Multi-Robot Coverage problems have been extensively studied in robotics, planning and multi-agent systems. In this work, we consider the coverage problem when there are constraints on the proximity (e.g., maximum distance between the agents, or a blue agent must be adjacent to a red agent) and the movement (e.g., terrain traversability and material load capacity) of the robots. Such constraints naturally arise in many real-world applications, e.g. in search-and-rescue and maintenance operations. Given such a setting, the goal is to compute a covering tour of the graph with a minimum number of steps, and that adheres to the proximity and movement constraints. For this problem, our contributions are four: (i) a formal formulation of the problem, (ii) an exact algorithm that is FPT in F, d and tw, the set of robot formations that encode the proximity constraints, the maximum nodes degree, and the tree-width of the graph, respectively, (iii) for the case that the graph is a tree: a PTAS approximation scheme, that given an approximation parameter epsilon, produces a tour that is within a epsilon times error(||F||, d) of the optimal one, and the computation runs in time poly(n) times h(1/epsilon,||F||). (iv) for the case that the graph is a tree, with $k=3$ robots, and the constraint is that all agents are connected: a PTAS scheme with multiplicative approximation error of 1+O(epsilon), independent of the maximal degree d.

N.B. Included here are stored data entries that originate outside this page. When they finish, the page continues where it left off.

//! Number built-in methods

use crate::error::{ErrorCode, JsError};
use crate::interpreter::Interpreter;
use crate::object::{NumberData, ObjectData, PropFlags};
use crate::value::{JsValue, number_to_string};

use super::arg;

/// Initialize Number.prototype and publish the Number constructor
pub fn init_number(interp: &mut Interpreter) {
    let proto = interp.number_prototype.clone();

    interp.register_method(&proto, "toString", number_to_string_fn, 1);
    interp.register_method(&proto, "toLocaleString", number_to_string_fn, 0);
    interp.register_method(&proto, "toFixed", number_to_fixed, 1);
    interp.register_method(&proto, "valueOf", number_value_of, 0);

    let constructor = interp.create_constructor("Number", number_call, number_construct, 1, &proto);
    for (name, value) in [
        ("MAX_VALUE", f64::MAX),
        ("MIN_VALUE", 5e-324),
        ("NaN", f64::NAN),
        ("NEGATIVE_INFINITY", f64::NEG_INFINITY),
        ("POSITIVE_INFINITY", f64::INFINITY),
    ] {
        let key = interp.intern(name);
        constructor.borrow_mut().set_own(key, JsValue::Number(value), PropFlags::NONE);
    }
    interp.define_global("Number", JsValue::Object(constructor));
}

/// Number(value): conversion
pub fn number_call(interp: &mut Interpreter, _this: JsValue, args: &[JsValue]) -> Result<JsValue, JsError> {
    match args.first() {
        Some(value) => Ok(JsValue::number(interp.to_number(value)?)),
        None => Ok(JsValue::Int(0)),
    }
}

/// new Number(value): wrapper object
pub fn number_construct(interp: &mut Interpreter, _this: JsValue, args: &[JsValue]) -> Result<JsValue, JsError> {
    let value = match args.first() {
        Some(value) => interp.to_number(value)?,
        None => 0.0,
    };
    let obj = interp.alloc(
        ObjectData::Number(NumberData(value)),
        Some(interp.number_prototype.clone()),
    );
    Ok(JsValue::Object(obj))
}

fn this_number(this: &JsValue) -> Result<f64, JsError> {
    match this {
        JsValue::Int(i) => Ok(f64::from(*i)),
        JsValue::Number(n) => Ok(*n),
        JsValue::Object(obj) => match &obj.borrow().data {
            ObjectData::Number(NumberData(n)) => Ok(*n),
            _ => Err(number_expected()),
        },
        _ => Err(number_expected()),
    }
}

fn number_expected() -> JsError {
    JsError::type_error(ErrorCode::NUMBER_EXPECTED, "Number expected")
}

/// Number.prototype.toString(radix)
pub fn number_to_string_fn(interp: &mut Interpreter, this: JsValue, args: &[JsValue]) -> Result<JsValue, JsError> {
    let n = this_number(&this)?;
    let radix = match arg(args, 0) {
        JsValue::Undefined => 10,
        value => interp.to_int32(&value)?,
    };
    if !(2..=36).contains(&radix) {
        return Err(JsError::range_error(
            ErrorCode::INVALID_LENGTH,
            "Invalid function argument: radix must be between 2 and 36",
        ));
    }
    if radix == 10 {
        return Ok(JsValue::from(number_to_string(n)));
    }
    Ok(JsValue::from(to_radix_string(n, radix as u32)))
}

/// Digits of `n` in `radix`, fraction truncated after 20 digits
pub(crate) fn to_radix_string(n: f64, radix: u32) -> String {
    if !n.is_finite() {
        return number_to_string(n);
    }
    let base = f64::from(radix);
    let negative = n < 0.0;
    let n = n.abs();
    let mut int_part = n.trunc();
    let mut frac = n - int_part;

    let mut digits = Vec::new();
    loop {
        let d = (int_part % base) as u32;
        digits.push(std::char::from_digit(d, radix).unwrap_or('0'));
        int_part = (int_part / base).trunc();
        if int_part < 1.0 {
            break;
        }
    }
    let mut out = String::with_capacity(digits.len() + 22);
    if negative {
        out.push('-');
    }
    out.extend(digits.iter().rev());

    if frac > 0.0 {
        out.push('.');
        for _ in 0..20 {
            frac *= base;
            let d = frac.trunc();
            out.push(std::char::from_digit(d as u32, radix).unwrap_or('0'));
            frac -= d;
            if frac <= 0.0 {
                break;
            }
        }
    }
    out
}

/// Number.prototype.toFixed(digits)
pub fn number_to_fixed(interp: &mut Interpreter, this: JsValue, args: &[JsValue]) -> Result<JsValue, JsError> {
    let n = this_number(&this)?;
    let digits = match arg(args, 0) {
        JsValue::Undefined => 0,
        value => interp.to_int32(&value)?,
    };
    if !(0..=20).contains(&digits) {
        return Err(JsError::range_error(
            ErrorCode::INVALID_LENGTH,
            "The number of fractional digits is out of range",
        ));
    }
    if !n.is_finite() || n.abs() >= 1e21 {
        return Ok(JsValue::from(number_to_string(n)));
    }
    Ok(JsValue::from(format!("{:.*}", digits as usize, n)))
}

pub fn number_value_of(_interp: &mut Interpreter, this: JsValue, _args: &[JsValue]) -> Result<JsValue, JsError> {
    Ok(JsValue::number(this_number(&this)?))
}

#[cfg(test)]
mod tests {
    use super::*;

    #[test]
    fn test_to_radix_string() {
        assert_eq!(to_radix_string(255.0, 16), "ff");
        assert_eq!(to_radix_string(-5.0, 2), "-101");
        assert_eq!(to_radix_string(0.5, 2), "0.1");
        assert_eq!(to_radix_string(0.0, 8), "0");
        assert_eq!(to_radix_string(35.0, 36), "z");
    }
}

翻译：多机器人覆盖问题在机器人学、规划与多智能体系统中已被广泛研究。本文探讨存在邻近约束（例如智能体间最大距离，或蓝色智能体必须与红色智能体相邻）与运动约束（例如地形可通行性与物资负载能力）的覆盖问题。此类约束自然存在于许多现实应用中，例如搜救与维护作业。在此设定下，目标是在满足邻近与运动约束的前提下，计算图的最小步数覆盖路径。针对该问题，本文贡献包含四个方面：（i）问题的形式化表述；（ii）精确算法，其固定参数可解性参数为F、d与tw，分别表示编码邻近约束的机器人编队集合、图的最大节点度与树宽；（iii）针对树状图情形：提出PTAS近似方案，给定近似参数epsilon，可生成路径长度在最优解epsilon倍误差(||F||, d)范围内，且计算时间复杂度为poly(n)乘以h(1/epsilon,||F||)；（iv）针对树状图、$k=3$个机器人且约束为全智能体连通的情形：提出具有1+O(epsilon)乘性近似误差的PTAS方案，其误差与最大度d无关。